HH: Whether you’re in Hawaii or down in Florida, up in New York or way up in Alaska listening in now, my favorite Democrat. Actually, my favorite Democrat joins me now, Congressman Tim Ryan of Ohio’s 13th Congressional District, which is my hometown. And Tim Ryan also happens to be a graduate of Warren’s John F. Kennedy High School, so my own high school. He is sadly a Democrat, but a smart one. Congressman, welcome, great to have you on the program.

TR: I appreciate the kind words. You know, we’ve got Blue Pride, and we’ll start from there and see where we can go.

HH: Yeah, go Eagles. And I want people to know, I actually have seen you talking to Republican before, whether Sam Covelli or Kim and Scott Phillips or Rob Ganary. You know Republicans, and you don’t, you deign to speak with them occasionally.

TR: I do. I hang out, I watch football with them, and you know, we talk a little politics here or there, but we try to stay focused on the Ohio State Buckeyes and the Cleveland Browns.

HH: And the Browns are having a good day today. But let’s focus on this hearing today. I just had your chairman on, Chairman Frelinghuysen, and talking about that committee hearing. And you had some pretty interesting comments in particular, Congressman Ryan, about Ukraine, natural gas and the Defense base. But let’s start overall. This isn’t enough money for the military. Do your colleagues on your side of the aisle recognize that?

TR: Well, we’ve got to balance a lot of different interests here. And the reality of it is we’re winding down two wars. I didn’t get to hear Chairman Frelinghuysen’s entire interview, but you know, we’re balancing, winding down Iraq, winding down Afghanistan. There’s a lot of uncertainty in Afghanistan right now. And I think this budget reflects us downsizing our responsibilities, at least the increased responsibilities we had in Iraq and in Afghanistan. And you know, it’s a tough budget time, and we’ve got a lot of people saying that we need to cut government back, and this is just a reflection of the political reality and the reality of winding down these wars.

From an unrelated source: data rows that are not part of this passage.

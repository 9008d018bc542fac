//! OpenWeatherMap current-weather client
//!
//! Fetches the current temperature of a city in metric units and validates
//! the response document before handing back a typed reading.
//!
//! # Example
//!
//! ```rust,no_run
//! use weather_api::WeatherConfig;
//! use weather_core::OpenWeatherMap;
//!
//! let client = OpenWeatherMap::new(WeatherConfig::new("api-key")).unwrap();
//! let current = client.fetch_blocking("Berlin").unwrap();
//! println!("{} is at {}°C", current.city, current.temperature);
//! ```

use serde_json::Value;
use weather_api::WeatherConfig;
use weather_spi::{CurrentWeather, Result, WeatherError};

#[cfg(feature = "fetch")]
use std::sync::{Arc, OnceLock};
#[cfg(feature = "fetch")]
use std::time::Duration;
#[cfg(feature = "fetch")]
use tracing::info;
#[cfg(feature = "fetch")]
use weather_spi::WeatherSource;

/// Message used when an error document carries none.
pub const DEFAULT_ERROR_MESSAGE: &str = "failed to fetch weather data";

/// Status code that marks a successful response.
const SUCCESS_CODE: i64 = 200;

/// OpenWeatherMap client
///
/// The async HTTP client is built once in [`OpenWeatherMap::new`] and shared
/// by clones. The blocking client is built lazily on the first blocking
/// fetch and must not be created or dropped inside an async runtime.
#[derive(Debug, Clone)]
pub struct OpenWeatherMap {
    config: WeatherConfig,
    #[cfg(feature = "fetch")]
    http: reqwest::Client,
    #[cfg(feature = "fetch")]
    blocking: Arc<OnceLock<reqwest::blocking::Client>>,
}

impl OpenWeatherMap {
    /// Create a client. The API key must be non-empty.
    pub fn new(config: WeatherConfig) -> Result<Self> {
        if config.api_key.trim().is_empty() {
            return Err(WeatherError::ConfigError("API key is empty".to_string()));
        }

        #[cfg(feature = "fetch")]
        let http = reqwest::Client::builder()
            .timeout(Duration::from_secs(config.timeout_secs))
            .build()
            .map_err(|e| WeatherError::ConfigError(e.to_string()))?;

        Ok(Self {
            config,
            #[cfg(feature = "fetch")]
            http,
            #[cfg(feature = "fetch")]
            blocking: Arc::new(OnceLock::new()),
        })
    }

    pub fn config(&self) -> &WeatherConfig {
        &self.config
    }

    /// Query parameters for a city lookup
    #[cfg_attr(not(feature = "fetch"), allow(dead_code))]
    fn query<'a>(&'a self, city: &'a str) -> [(&'static str, &'a str); 3] {
        [
            ("q", city),
            ("appid", self.config.api_key.as_str()),
            ("units", "metric"),
        ]
    }

    /// Fetch the current weather (async)
    #[cfg(feature = "fetch")]
    pub async fn fetch(&self, city: &str) -> Result<CurrentWeather> {
        info!(city, "fetching current weather");

        let response = self
            .http
            .get(&self.config.base_url)
            .query(&self.query(city))
            .send()
            .await
            .map_err(|e| WeatherError::RequestFailed(e.to_string()))?;

        // Error documents arrive with non-2xx statuses; the body carries the code.
        let text = response
            .text()
            .await
            .map_err(|e| WeatherError::RequestFailed(e.to_string()))?;

        parse_current_weather(city, &text)
    }

    /// Fetch the current weather (blocking)
    #[cfg(feature = "fetch")]
    pub fn fetch_blocking(&self, city: &str) -> Result<CurrentWeather> {
        info!(city, "fetching current weather");

        let response = self
            .blocking_client()?
            .get(&self.config.base_url)
            .query(&self.query(city))
            .send()
            .map_err(|e| WeatherError::RequestFailed(e.to_string()))?;

        let text = response
            .text()
            .map_err(|e| WeatherError::RequestFailed(e.to_string()))?;

        parse_current_weather(city, &text)
    }

    #[cfg(feature = "fetch")]
    fn blocking_client(&self) -> Result<&reqwest::blocking::Client> {
        if let Some(client) = self.blocking.get() {
            return Ok(client);
        }
        let client = reqwest::blocking::Client::builder()
            .timeout(Duration::from_secs(self.config.timeout_secs))
            .build()
            .map_err(|e| WeatherError::ConfigError(e.to_string()))?;
        Ok(self.blocking.get_or_init(|| client))
    }
}

#[cfg(feature = "fetch")]
impl WeatherSource for OpenWeatherMap {
    fn name(&self) -> &str {
        "openweathermap"
    }

    fn fetch_current_sync(&self, city: &str) -> Result<CurrentWeather> {
        self.fetch_blocking(city)
    }
}

/// Parse and validate a current-weather response body.
///
/// Only a numeric `cod` of 200 counts as success; anything else becomes
/// [`WeatherError::ApiError`] with the document's `message`.
pub fn parse_current_weather(city: &str, body: &str) -> Result<CurrentWeather> {
    let document: Value =
        serde_json::from_str(body).map_err(|e| WeatherError::ParseError(e.to_string()))?;

    let code = document
        .get("cod")
        .ok_or_else(|| WeatherError::MissingField("cod".to_string()))?;

    if code.as_i64() != Some(SUCCESS_CODE) {
        let message = document
            .get("message")
            .and_then(Value::as_str)
            .unwrap_or(DEFAULT_ERROR_MESSAGE);
        return Err(WeatherError::ApiError {
            code: status_text(code),
            message: message.to_string(),
        });
    }

    let temperature = document
        .pointer("/main/temp")
        .and_then(Value::as_f64)
        .ok_or_else(|| WeatherError::MissingField("main.temp".to_string()))?;

    Ok(CurrentWeather::new(city, temperature))
}

fn status_text(code: &Value) -> String {
    match code {
        Value::String(text) => text.clone(),
        other => other.to_string(),
    }
}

HH: Now how many years have you been on Approps?

TR: I got on Approps in ’06 and I was on until ’10, and now I just got back on this year. So I’ve been on Appropriations for five years, and I was on Armed Services before that, back to 2003. Continue Reading

What Sort Of A USMC Do You Want?

Thursday, March 13, 2014  |  posted by Hugh Hewitt

Today’s hearing before the Subcommittee on Defense of the House Committee on Appropriations will be very different than yesterday’s hearing before the House Armed Services Committee which focused on the force structure of the United States Marine Corps.  The constant attrition of forces across the board is crazy in this world, and the GOP has to point this out in the context of massive expenditures on transfer payments.  70% of the federal budget is talking money from some taxpayers and giving money to other people in the form of transfer payments.

This is the heart of the 2014 campaign: The federal government has to stop scooping money out of the private sector and giving it to entitlements while not fully funding the core duty of the federal government: providing for the common defense.

Chairman Frelinghuysen’s Task

Thursday, March 13, 2014  |  posted by Hugh Hewitt

When Chairman Rodney Frelinghuysen of New Jersey opens today’s hearing of the Subcommittee on Defense of the House Committee on Appropriations, Vladimir Putin and Xi Jinping will very much be in the room.

The Russian president has invaded a neighboring country and seized a huge chunk of it –for the second time in six years.  The Chinese president is presiding over a massive arms build-up –a 12.2%  increase in the PRC’s already substantial public budget was announced las week– and the PRC is taking increasingly hostile actions in the South China Sea. (Robert Kaplan’s Asia’s Cauldron: The South China Sea and the End of a Stable Pacific which arrived this week could not be more timely.)

The combination of the Murray-Ryan budget accord of late last year and Secretary of Defense Chuck Hagel’s incoherent defense budget has left the Subcommittee a very difficult job: Reintroducing reality to the military budget. Todd Harrison, an analyst  Harrison at the Center for Strategic and Budgetary Assessments provides some background on the Subcommittee’s dilemma, but the short version is this: We don’t know what the Joint Chiefs say we need to protect America, our allies, and the international waters through which commerce flows and by which freedom expands.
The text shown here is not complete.